Here’s the op. The bulk of the work is done by a Numba kernel which is operating on plain CUDA memory.

class CustomOp(Function):
    @staticmethod
    def forward(ctx, D, X_len, Y_len):
        dev = D.device
        dtype = D.dtype
        stream = torch.cuda.current_stream().cuda_stream

        B = D.shape[0]
        N = D.shape[1]
        M = D.shape[2]

        n = torch.max(X_len).cpu().item()
        m = torch.max(Y_len).cpu().item()
        threads_per_block = min(max(n, m), MAX_THREADS_PER_BLOCK)

        R = torch.empty((B, N + 2, M + 2), device=dev, dtype=dtype).fill_(math.inf)
        R[:, 0, 0] = 0

        numba_forward[B, threads_per_block, stream](
            cuda.as_cuda_array(D.detach()),
            cuda.as_cuda_array(X_len),
            cuda.as_cuda_array(Y_len),
            cuda.as_cuda_array(R))

        ctx.n = n
        ctx.m = m
        ctx.save_for_backward(D, R, X_len, Y_len)
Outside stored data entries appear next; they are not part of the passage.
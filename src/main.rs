use brickstats::style::{Sgr, paint};

fn main() {
    if let Err(err) = brickstats::run() {
        eprintln!("{}", paint(Sgr::RedF, &format!("error: {err:#}")));
        std::process::exit(1);
    }
}
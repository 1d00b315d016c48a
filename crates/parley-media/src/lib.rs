#![forbid(unsafe_code)]

//! Local capture sources for Parley calls.
//!
//! A [`MediaTrack`] is a handle on one live capture (or remote) source. Clones
//! share liveness, so stopping any clone stops the track everywhere. The
//! [`MediaSourceProvider`] hands out tracks from a [`CaptureBackend`] and keeps
//! a registry of everything it issued.

use async_trait::async_trait;
use serde::{Deserialize, Serialize};
use std::fmt;
use std::sync::atomic::{AtomicBool, Ordering};
use std::sync::Arc;
use uuid::Uuid;

mod provider;
mod synthetic;

pub use provider::{MediaSourceProvider, ProviderConfig, ScreenSelector};
pub use synthetic::{DeviceBehavior, SyntheticBackend};

#[derive(Debug, Clone, Copy, PartialEq, Eq, Hash, Serialize, Deserialize)]
#[serde(rename_all = "snake_case")]
pub enum TrackKind {
    Audio,
    Video,
}

/// Where a track's content comes from.
#[derive(Debug, Clone, Copy, PartialEq, Eq, Hash, Serialize, Deserialize)]
#[serde(rename_all = "snake_case")]
pub enum TrackSource {
    Microphone,
    Camera,
    Screen,
    /// Synthetic silence, used to keep a transport alive without devices.
    Silence,
    /// Received from the remote peer.
    Remote,
}

/// Serializable description of a track, without its live state.
#[derive(Debug, Clone, PartialEq, Eq, Serialize, Deserialize)]
pub struct TrackDescriptor {
    pub id: String,
    pub kind: TrackKind,
    pub source: TrackSource,
    pub label: String,
}

struct TrackInner {
    descriptor: TrackDescriptor,
    enabled: AtomicBool,
    live: AtomicBool,
}

#[derive(Clone)]
pub struct MediaTrack {
    inner: Arc<TrackInner>,
}

impl MediaTrack {
    pub fn new(kind: TrackKind, source: TrackSource, label: impl Into<String>) -> Self {
        Self::from_descriptor(TrackDescriptor {
            id: Uuid::new_v4().to_string(),
            kind,
            source,
            label: label.into(),
        })
    }

    pub fn from_descriptor(descriptor: TrackDescriptor) -> Self {
        Self {
            inner: Arc::new(TrackInner {
                descriptor,
                enabled: AtomicBool::new(true),
                live: AtomicBool::new(true),
            }),
        }
    }

    /// A silent audio track that carries no device.
    pub fn silence() -> Self {
        Self::new(TrackKind::Audio, TrackSource::Silence, "silence")
    }

    pub fn id(&self) -> &str {
        &self.inner.descriptor.id
    }

    pub fn kind(&self) -> TrackKind {
        self.inner.descriptor.kind
    }

    pub fn source(&self) -> TrackSource {
        self.inner.descriptor.source
    }

    pub fn label(&self) -> &str {
        &self.inner.descriptor.label
    }

    pub fn descriptor(&self) -> &TrackDescriptor {
        &self.inner.descriptor
    }

    pub fn is_enabled(&self) -> bool {
        self.inner.enabled.load(Ordering::SeqCst)
    }

    /// Mute/unmute without releasing the device.
    pub fn set_enabled(&self, enabled: bool) {
        self.inner.enabled.store(enabled, Ordering::SeqCst);
    }

    pub fn is_live(&self) -> bool {
        self.inner.live.load(Ordering::SeqCst)
    }

    /// Stop the track. Idempotent.
    pub fn stop(&self) {
        if self.inner.live.swap(false, Ordering::SeqCst) {
            tracing::debug!(
                "stopped {:?} track {} ({})",
                self.kind(),
                self.id(),
                self.label()
            );
        }
    }

    pub fn same_track(&self, other: &MediaTrack) -> bool {
        Arc::ptr_eq(&self.inner, &other.inner)
    }
}

impl PartialEq for MediaTrack {
    fn eq(&self, other: &Self) -> bool {
        self.id() == other.id()
    }
}

impl Eq for MediaTrack {}

impl fmt::Debug for MediaTrack {
    fn fmt(&self, f: &mut fmt::Formatter<'_>) -> fmt::Result {
        f.debug_struct("MediaTrack")
            .field("id", &self.id())
            .field("kind", &self.kind())
            .field("source", &self.source())
            .field("enabled", &self.is_enabled())
            .field("live", &self.is_live())
            .finish()
    }
}

/// A set of tracks delivered together.
#[derive(Debug, Clone, Default, PartialEq, Eq)]
pub struct MediaStream {
    tracks: Vec<MediaTrack>,
}

impl MediaStream {
    pub fn new(tracks: Vec<MediaTrack>) -> Self {
        Self { tracks }
    }

    pub fn empty() -> Self {
        Self::default()
    }

    pub fn tracks(&self) -> &[MediaTrack] {
        &self.tracks
    }

    pub fn is_empty(&self) -> bool {
        self.tracks.is_empty()
    }

    pub fn len(&self) -> usize {
        self.tracks.len()
    }

    pub fn audio_tracks(&self) -> impl Iterator<Item = &MediaTrack> {
        self.tracks.iter().filter(|t| t.kind() == TrackKind::Audio)
    }

    pub fn video_tracks(&self) -> impl Iterator<Item = &MediaTrack> {
        self.tracks.iter().filter(|t| t.kind() == TrackKind::Video)
    }

    pub fn has_video(&self) -> bool {
        self.video_tracks().next().is_some()
    }

    pub fn has_audio(&self) -> bool {
        self.audio_tracks().next().is_some()
    }

    pub fn add_track(&mut self, track: MediaTrack) {
        if !self.tracks.iter().any(|t| t.id() == track.id()) {
            self.tracks.push(track);
        }
    }

    pub fn remove_track(&mut self, id: &str) -> Option<MediaTrack> {
        let pos = self.tracks.iter().position(|t| t.id() == id)?;
        Some(self.tracks.remove(pos))
    }

    pub fn live_track_count(&self) -> usize {
        self.tracks.iter().filter(|t| t.is_live()).count()
    }

    pub fn stop_all(&self) {
        for track in &self.tracks {
            track.stop();
        }
    }
}

#[derive(Debug, Clone, Copy, PartialEq, Eq, Serialize, Deserialize)]
#[serde(rename_all = "snake_case")]
pub enum ScreenSourceKind {
    Display,
    Window,
}

/// A capturable screen or window, as enumerated by the platform.
#[derive(Debug, Clone, PartialEq, Eq, Serialize, Deserialize)]
pub struct ScreenSource {
    pub id: String,
    pub name: String,
    pub kind: ScreenSourceKind,
}

#[derive(Debug, Clone, PartialEq, Eq, thiserror::Error)]
pub enum MediaError {
    #[error("permission denied for {0}")]
    PermissionDenied(&'static str),
    #[error("no {0} device present")]
    DeviceMissing(&'static str),
    #[error("timed out opening {0}")]
    Timeout(&'static str),
    #[error("screen share denied")]
    ScreenShareDenied,
    #[error("no screen source available")]
    NoSourceAvailable,
    #[error("capture backend error: {0}")]
    Backend(String),
}

/// Platform capture access. Implementations open one device per call and
/// return a live track for it.
#[async_trait]
pub trait CaptureBackend: Send + Sync {
    async fn open_camera(&self) -> Result<MediaTrack, MediaError>;

    async fn open_microphone(&self) -> Result<MediaTrack, MediaError>;

    async fn screen_sources(&self) -> Result<Vec<ScreenSource>, MediaError>;

    async fn open_screen(&self, source: &ScreenSource) -> Result<MediaTrack, MediaError>;
}

/// Backend with no devices at all.
pub struct NullBackend;

#[async_trait]
impl CaptureBackend for NullBackend {
    async fn open_camera(&self) -> Result<MediaTrack, MediaError> {
        Err(MediaError::DeviceMissing("camera"))
    }

    async fn open_microphone(&self) -> Result<MediaTrack, MediaError> {
        Err(MediaError::DeviceMissing("microphone"))
    }

    async fn screen_sources(&self) -> Result<Vec<ScreenSource>, MediaError> {
        Ok(vec![])
    }

    async fn open_screen(&self, _source: &ScreenSource) -> Result<MediaTrack, MediaError> {
        Err(MediaError::NoSourceAvailable)
    }
}
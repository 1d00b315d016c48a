use std::time::Duration;

use parley_call::CallConfig;
use parley_client::{run_demo, DemoOptions};
use parley_common::{CallStatus, MediaKind};

fn quick(media_kind: MediaKind) -> DemoOptions {
    DemoOptions {
        media_kind,
        hold: Duration::from_millis(50),
        ..DemoOptions::default()
    }
}

#[tokio::test]
async fn test_video_demo_replaces_camera_without_renegotiation() {
    let report = run_demo(quick(MediaKind::Video), CallConfig::default())
        .await
        .unwrap();
    assert_eq!(
        report.caller_statuses,
        vec![
            CallStatus::Ringing,
            CallStatus::Accepted,
            CallStatus::Connected,
            CallStatus::Ended
        ]
    );
    assert_eq!(
        report.callee_statuses,
        vec![
            CallStatus::Ringing,
            CallStatus::Accepted,
            CallStatus::Connected,
            CallStatus::Ended
        ]
    );
    assert!(report.remote_saw_screen);
    assert_eq!(report.renegotiation_offers, 0);
    assert_eq!(report.live_tracks_after, 0);
}

#[tokio::test]
async fn test_audio_demo_renegotiates_once_for_screen() {
    let report = run_demo(quick(MediaKind::Audio), CallConfig::default())
        .await
        .unwrap();
    assert!(report.remote_saw_screen);
    assert_eq!(report.renegotiation_offers, 1);
    assert_eq!(report.live_tracks_after, 0);
}

#[tokio::test]
async fn test_demo_without_screen_share() {
    let report = run_demo(
        DemoOptions {
            share_screen: false,
            ..quick(MediaKind::Audio)
        },
        CallConfig::default(),
    )
    .await
    .unwrap();
    assert!(!report.remote_saw_screen);
    assert_eq!(report.renegotiation_offers, 0);
    assert_eq!(report.caller_statuses.last(), Some(&CallStatus::Ended));
}
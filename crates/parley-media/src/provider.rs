use std::future::Future;
use std::sync::{Arc, Mutex};
use std::time::Duration;

use tokio::time::timeout;
use tracing::{debug, info, warn};

use crate::{CaptureBackend, MediaError, MediaStream, MediaTrack, ScreenSource};

#[derive(Debug, Clone)]
pub struct ProviderConfig {
    /// Upper bound on any single device open.
    pub device_timeout: Duration,
    /// Add a silent audio track when nothing else could be opened.
    pub silent_audio_fallback: bool,
}

impl Default for ProviderConfig {
    fn default() -> Self {
        Self {
            device_timeout: Duration::from_secs(5),
            silent_audio_fallback: false,
        }
    }
}

/// Which screen source to capture.
#[derive(Debug, Clone, PartialEq, Eq)]
pub enum ScreenSelector {
    First,
    Id(String),
    Name(String),
}

impl ScreenSelector {
    fn pick<'a>(&self, sources: &'a [ScreenSource]) -> Option<&'a ScreenSource> {
        match self {
            ScreenSelector::First => sources.first(),
            ScreenSelector::Id(id) => sources.iter().find(|s| &s.id == id),
            ScreenSelector::Name(name) => sources.iter().find(|s| s.name.eq_ignore_ascii_case(name)),
        }
    }
}

/// Acquires and releases local capture streams.
///
/// Every track handed out is remembered so that leaks can be detected with
/// [`MediaSourceProvider::live_tracks`].
pub struct MediaSourceProvider {
    backend: Arc<dyn CaptureBackend>,
    config: ProviderConfig,
    issued: Mutex<Vec<MediaTrack>>,
}

impl MediaSourceProvider {
    pub fn new(backend: Arc<dyn CaptureBackend>, config: ProviderConfig) -> Self {
        Self {
            backend,
            config,
            issued: Mutex::new(Vec::new()),
        }
    }

    pub fn config(&self) -> &ProviderConfig {
        &self.config
    }

    /// Open camera and/or microphone.
    ///
    /// Never fails: a denied camera degrades to audio-only, and total failure
    /// yields an empty stream so the call can continue as signaling-only.
    pub async fn acquire(&self, want_video: bool, want_audio: bool) -> MediaStream {
        let mut tracks = Vec::new();

        if want_audio {
            match self
                .bounded("microphone", self.backend.open_microphone())
                .await
            {
                Ok(track) => tracks.push(track),
                Err(e) => warn!("microphone unavailable, continuing without audio: {}", e),
            }
        }

        if want_video {
            match self.bounded("camera", self.backend.open_camera()).await {
                Ok(track) => tracks.push(track),
                Err(e) => warn!("camera unavailable, continuing without video: {}", e),
            }
        }

        if tracks.is_empty() && (want_audio || want_video) && self.config.silent_audio_fallback {
            info!("no capture device available, using a silent audio track");
            tracks.push(MediaTrack::silence());
        }

        self.register(&tracks);
        debug!(
            "acquired local stream with {} track(s) (video={}, audio={})",
            tracks.len(),
            want_video,
            want_audio
        );
        MediaStream::new(tracks)
    }

    pub async fn screen_sources(&self) -> Result<Vec<ScreenSource>, MediaError> {
        self.bounded("screen sources", self.backend.screen_sources())
            .await
    }

    /// Open a video-only stream for the selected screen source.
    pub async fn acquire_screen(
        &self,
        selector: &ScreenSelector,
    ) -> Result<MediaStream, MediaError> {
        let sources = self.screen_sources().await?;
        let source = selector
            .pick(&sources)
            .ok_or(MediaError::NoSourceAvailable)?;
        let track = self
            .bounded("screen", self.backend.open_screen(source))
            .await?;
        info!("capturing screen source {} ({})", source.id, source.name);
        self.register(std::slice::from_ref(&track));
        Ok(MediaStream::new(vec![track]))
    }

    /// Stop every track of `stream`.
    pub fn release(&self, stream: &MediaStream) {
        if stream.is_empty() {
            return;
        }
        stream.stop_all();
        self.prune();
    }

    /// Number of tracks issued by this provider that are still live.
    pub fn live_tracks(&self) -> usize {
        self.prune();
        self.issued
            .lock()
            .map(|issued| issued.len())
            .unwrap_or_default()
    }

    async fn bounded<T>(
        &self,
        device: &'static str,
        fut: impl Future<Output = Result<T, MediaError>>,
    ) -> Result<T, MediaError> {
        match timeout(self.config.device_timeout, fut).await {
            Ok(result) => result,
            Err(_) => Err(MediaError::Timeout(device)),
        }
    }

    fn register(&self, tracks: &[MediaTrack]) {
        if let Ok(mut issued) = self.issued.lock() {
            issued.extend(tracks.iter().cloned());
        }
    }

    fn prune(&self) {
        if let Ok(mut issued) = self.issued.lock() {
            issued.retain(|t| t.is_live());
        }
    }
}
#![forbid(unsafe_code)]

//! Call lifecycle and media negotiation core.
//!
//! [`CallController`] drives one user's calls against four seams:
//! a [`SignalingChannel`] for peer-to-peer messages, a [`CallRecordStore`]
//! for durable call records, a [`MediaSourceProvider`](parley_media::MediaSourceProvider)
//! for capture, and a [`PeerConnectionFactory`] for the native
//! offer/answer primitive. In-process implementations of the seams
//! ([`LoopbackHub`], [`MemoryCallStore`], [`SimulatedPeerFactory`]) make the
//! whole lifecycle runnable without a network.

pub mod config;
pub mod controller;
pub mod engine;
pub mod error;
pub mod loopback;
pub mod peer;
pub mod signaling;
pub mod sim;
pub mod store;

pub use config::CallConfig;
pub use controller::{CallController, CallView, Collaborators, Direction, EndReason, BUSY_REASON};
pub use engine::{NegotiationEngine, NegotiationSnapshot, NegotiationStats, Role, ScreenAttach};
pub use error::{CallError, PeerError, Result, SignalingError, StoreError};
pub use loopback::LoopbackHub;
pub use peer::{
    IceState, PeerConfig, PeerConnection, PeerConnectionFactory, PeerEvent, PeerEvents, SenderId,
    SignalingState,
};
pub use signaling::{Deduplicator, Reachability, SignalStream, SignalingChannel};
pub use sim::{IceOutcome, SimulatedPeer, SimulatedPeerFactory};
pub use store::{CallFeed, CallRecordStore, FeedRegistry, MemoryCallStore};
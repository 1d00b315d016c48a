//! In-process peer connection that models offer/answer and ICE without a network.
//!
//! Session descriptions carry a JSON list of the offering side's tracks so the
//! receiving side can surface them as remote tracks. Connectivity is declared
//! once both descriptions and at least one remote candidate are present.

use std::collections::HashMap;
use std::sync::atomic::{AtomicUsize, Ordering};
use std::sync::{Arc, Mutex};

use async_trait::async_trait;
use parley_common::{IceCandidate, SdpKind, SessionDescription};
use parley_media::{MediaTrack, TrackDescriptor};
use serde::{Deserialize, Serialize};
use tokio::sync::mpsc;
use tracing::debug;
use uuid::Uuid;

use crate::error::PeerError;
use crate::peer::{
    IceState, PeerConfig, PeerConnection, PeerConnectionFactory, PeerEvent, PeerEvents, SenderId,
    SignalingState,
};

/// What connectivity checks end in.
#[derive(Debug, Clone, Copy, PartialEq, Eq)]
pub enum IceOutcome {
    Connect,
    Fail,
    /// Stay in `Checking` forever.
    Stall,
}

#[derive(Debug, Serialize, Deserialize)]
struct SimSdp {
    session: String,
    version: u32,
    tracks: Vec<TrackDescriptor>,
}

struct Sender {
    id: SenderId,
    track: Option<MediaTrack>,
}

struct SimState {
    signaling: SignalingState,
    ice: IceState,
    senders: Vec<Sender>,
    next_sender: u32,
    version: u32,
    local: Option<SessionDescription>,
    remote: Option<SessionDescription>,
    remote_tracks: HashMap<String, MediaTrack>,
    remote_candidates: Vec<IceCandidate>,
    gathered: bool,
    events: Option<mpsc::UnboundedSender<PeerEvent>>,
}

impl SimState {
    fn emit(&self, event: PeerEvent) {
        if let Some(tx) = &self.events {
            let _ = tx.send(event);
        }
    }

    fn invalid(&self, op: &'static str) -> PeerError {
        PeerError::InvalidState {
            op,
            state: self.signaling.to_string(),
        }
    }

    fn ensure_open(&self) -> Result<(), PeerError> {
        if self.signaling == SignalingState::Closed {
            return Err(PeerError::Closed);
        }
        Ok(())
    }
}

pub struct SimulatedPeer {
    session: String,
    outcome: IceOutcome,
    state: Mutex<SimState>,
}

impl SimulatedPeer {
    pub fn new(outcome: IceOutcome) -> (Self, PeerEvents) {
        let (tx, rx) = mpsc::unbounded_channel();
        let peer = Self {
            session: Uuid::new_v4().to_string(),
            outcome,
            state: Mutex::new(SimState {
                signaling: SignalingState::Stable,
                ice: IceState::New,
                senders: Vec::new(),
                next_sender: 1,
                version: 0,
                local: None,
                remote: None,
                remote_tracks: HashMap::new(),
                remote_candidates: Vec::new(),
                gathered: false,
                events: Some(tx),
            }),
        };
        (peer, rx)
    }

    fn lock(&self) -> Result<std::sync::MutexGuard<'_, SimState>, PeerError> {
        self.state
            .lock()
            .map_err(|_| PeerError::Native("simulated peer lock poisoned".to_string()))
    }

    /// Tracks currently attached to this peer's senders.
    pub fn sender_tracks(&self) -> Vec<Option<MediaTrack>> {
        self.state
            .lock()
            .map(|s| s.senders.iter().map(|sender| sender.track.clone()).collect())
            .unwrap_or_default()
    }

    pub fn remote_track_count(&self) -> usize {
        self.state
            .lock()
            .map(|s| s.remote_tracks.len())
            .unwrap_or_default()
    }

    fn describe(&self, state: &mut SimState, kind: SdpKind) -> Result<SessionDescription, PeerError> {
        state.version += 1;
        let sdp = SimSdp {
            session: self.session.clone(),
            version: state.version,
            tracks: state
                .senders
                .iter()
                .filter_map(|s| s.track.as_ref().map(|t| t.descriptor().clone()))
                .collect(),
        };
        let sdp = serde_json::to_string(&sdp).map_err(|e| PeerError::BadDescription(e.to_string()))?;
        Ok(SessionDescription { kind, sdp })
    }

    fn apply_remote_tracks(state: &mut SimState, desc: &SessionDescription) -> Result<(), PeerError> {
        let parsed: SimSdp = serde_json::from_str(&desc.sdp)
            .map_err(|e| PeerError::BadDescription(e.to_string()))?;

        let ended: Vec<String> = state
            .remote_tracks
            .keys()
            .filter(|id| !parsed.tracks.iter().any(|t| &t.id == *id))
            .cloned()
            .collect();
        for id in ended {
            if let Some(track) = state.remote_tracks.remove(&id) {
                track.stop();
            }
            state.emit(PeerEvent::RemoteTrackEnded(id));
        }

        for descriptor in parsed.tracks {
            if state.remote_tracks.contains_key(&descriptor.id) {
                continue;
            }
            let track = MediaTrack::from_descriptor(descriptor);
            state
                .remote_tracks
                .insert(track.id().to_string(), track.clone());
            state.emit(PeerEvent::RemoteTrack(track));
        }
        Ok(())
    }

    fn gather(&self, state: &mut SimState) {
        if state.gathered {
            return;
        }
        state.gathered = true;
        state.emit(PeerEvent::LocalCandidate(IceCandidate {
            candidate: format!("candidate:1 1 udp 2122260223 127.0.0.1 9 typ host ufrag {}", self.session),
            sdp_mid: Some("0".to_string()),
            sdp_mline_index: Some(0),
        }));
    }

    fn try_connect(&self, state: &mut SimState) {
        if state.ice != IceState::New || state.remote.is_none() || state.remote_candidates.is_empty() {
            return;
        }
        state.ice = IceState::Checking;
        state.emit(PeerEvent::IceStateChanged(IceState::Checking));
        let next = match self.outcome {
            IceOutcome::Connect => IceState::Connected,
            IceOutcome::Fail => IceState::Failed,
            IceOutcome::Stall => return,
        };
        state.ice = next;
        state.emit(PeerEvent::IceStateChanged(next));
    }
}

#[async_trait]
impl PeerConnection for SimulatedPeer {
    async fn create_offer(&self) -> Result<SessionDescription, PeerError> {
        let mut state = self.lock()?;
        state.ensure_open()?;
        match state.signaling {
            SignalingState::Stable | SignalingState::HaveLocalOffer => {
                self.describe(&mut state, SdpKind::Offer)
            }
            _ => Err(state.invalid("create_offer")),
        }
    }

    async fn create_answer(&self) -> Result<SessionDescription, PeerError> {
        let mut state = self.lock()?;
        state.ensure_open()?;
        if state.signaling != SignalingState::HaveRemoteOffer {
            return Err(state.invalid("create_answer"));
        }
        self.describe(&mut state, SdpKind::Answer)
    }

    async fn set_local_description(&self, desc: SessionDescription) -> Result<(), PeerError> {
        let mut state = self.lock()?;
        state.ensure_open()?;
        let next = match (desc.kind, state.signaling) {
            (SdpKind::Offer, SignalingState::Stable | SignalingState::HaveLocalOffer) => {
                SignalingState::HaveLocalOffer
            }
            (SdpKind::Answer | SdpKind::Pranswer, SignalingState::HaveRemoteOffer) => {
                SignalingState::Stable
            }
            (SdpKind::Rollback, SignalingState::HaveLocalOffer) => SignalingState::Stable,
            _ => return Err(state.invalid("set_local_description")),
        };
        debug!("sim {}: local {:?}, {} -> {}", self.session, desc.kind, state.signaling, next);
        state.signaling = next;
        if desc.kind != SdpKind::Rollback {
            state.local = Some(desc);
            self.gather(&mut state);
        }
        Ok(())
    }

    async fn set_remote_description(&self, desc: SessionDescription) -> Result<(), PeerError> {
        let mut state = self.lock()?;
        state.ensure_open()?;
        let next = match (desc.kind, state.signaling) {
            (SdpKind::Offer, SignalingState::Stable) => SignalingState::HaveRemoteOffer,
            (SdpKind::Answer | SdpKind::Pranswer, SignalingState::HaveLocalOffer) => {
                SignalingState::Stable
            }
            (SdpKind::Rollback, SignalingState::HaveRemoteOffer) => SignalingState::Stable,
            _ => return Err(state.invalid("set_remote_description")),
        };
        if desc.kind != SdpKind::Rollback {
            Self::apply_remote_tracks(&mut state, &desc)?;
            state.remote = Some(desc);
        }
        state.signaling = next;
        self.try_connect(&mut state);
        Ok(())
    }

    async fn rollback(&self) -> Result<(), PeerError> {
        self.set_local_description(SessionDescription {
            kind: SdpKind::Rollback,
            sdp: String::new(),
        })
        .await
    }

    async fn add_ice_candidate(&self, candidate: IceCandidate) -> Result<(), PeerError> {
        let mut state = self.lock()?;
        state.ensure_open()?;
        if state.remote.is_none() {
            return Err(state.invalid("add_ice_candidate"));
        }
        state.remote_candidates.push(candidate);
        self.try_connect(&mut state);
        Ok(())
    }

    async fn add_track(&self, track: &MediaTrack) -> Result<SenderId, PeerError> {
        let mut state = self.lock()?;
        state.ensure_open()?;
        let id = SenderId(state.next_sender);
        state.next_sender += 1;
        state.senders.push(Sender {
            id,
            track: Some(track.clone()),
        });
        Ok(id)
    }

    async fn replace_track(
        &self,
        sender: SenderId,
        track: Option<&MediaTrack>,
    ) -> Result<(), PeerError> {
        let mut state = self.lock()?;
        state.ensure_open()?;
        let slot = state
            .senders
            .iter_mut()
            .find(|s| s.id == sender)
            .ok_or(PeerError::UnknownSender(sender.0))?;
        slot.track = track.cloned();
        Ok(())
    }

    fn signaling_state(&self) -> SignalingState {
        self.state
            .lock()
            .map(|s| s.signaling)
            .unwrap_or(SignalingState::Closed)
    }

    fn ice_state(&self) -> IceState {
        self.state.lock().map(|s| s.ice).unwrap_or(IceState::Closed)
    }

    async fn close(&self) -> Result<(), PeerError> {
        let mut state = self.lock()?;
        if state.signaling == SignalingState::Closed {
            return Ok(());
        }
        state.signaling = SignalingState::Closed;
        state.ice = IceState::Closed;
        for track in state.remote_tracks.values() {
            track.stop();
        }
        state.events = None;
        Ok(())
    }
}

/// Factory handing out [`SimulatedPeer`]s and keeping them for inspection.
pub struct SimulatedPeerFactory {
    outcome: IceOutcome,
    created: AtomicUsize,
    peers: Mutex<Vec<Arc<SimulatedPeer>>>,
}

impl SimulatedPeerFactory {
    pub fn new() -> Self {
        Self::with_outcome(IceOutcome::Connect)
    }

    pub fn with_outcome(outcome: IceOutcome) -> Self {
        Self {
            outcome,
            created: AtomicUsize::new(0),
            peers: Mutex::new(Vec::new()),
        }
    }

    /// Number of peer connections created so far.
    pub fn created(&self) -> usize {
        self.created.load(Ordering::SeqCst)
    }

    pub fn last(&self) -> Option<Arc<SimulatedPeer>> {
        self.peers.lock().ok().and_then(|p| p.last().cloned())
    }
}

impl Default for SimulatedPeerFactory {
    fn default() -> Self {
        Self::new()
    }
}

#[async_trait]
impl PeerConnectionFactory for SimulatedPeerFactory {
    async fn create(
        &self,
        _config: &PeerConfig,
    ) -> Result<(Arc<dyn PeerConnection>, PeerEvents), PeerError> {
        let (peer, events) = SimulatedPeer::new(self.outcome);
        let peer = Arc::new(peer);
        self.created.fetch_add(1, Ordering::SeqCst);
        if let Ok(mut peers) = self.peers.lock() {
            peers.push(peer.clone());
        }
        Ok((peer, events))
    }
}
        return R[:, -2, -2].clone()

    @staticmethod
    def backward(ctx, grad_output, _):
        dev = grad_output.device
        dtype = grad_output.dtype
        stream = torch.cuda.current_stream().cuda_stream
        D, R, X_len, Y_len = ctx.saved_tensors

        B = D.shape[0]
        N = D.shape[1]
        M = D.shape[2]

        n = ctx.n
        m = ctx.m
        threads_per_block = min(max(n, m), MAX_THREADS_PER_BLOCK)

        D_ = torch.zeros((B, N + 2, M + 2), dtype=dtype, device=dev)
        D_[:, 1:N + 1, 1:M + 1] = D

        for i in range(B):
          R[i, X_len[i] + 1, :] = -math.inf
          R[i, :, Y_len[i] + 1] = -math.inf

        E = torch.zeros((B, N + 2, M + 2), dtype=dtype, device=dev)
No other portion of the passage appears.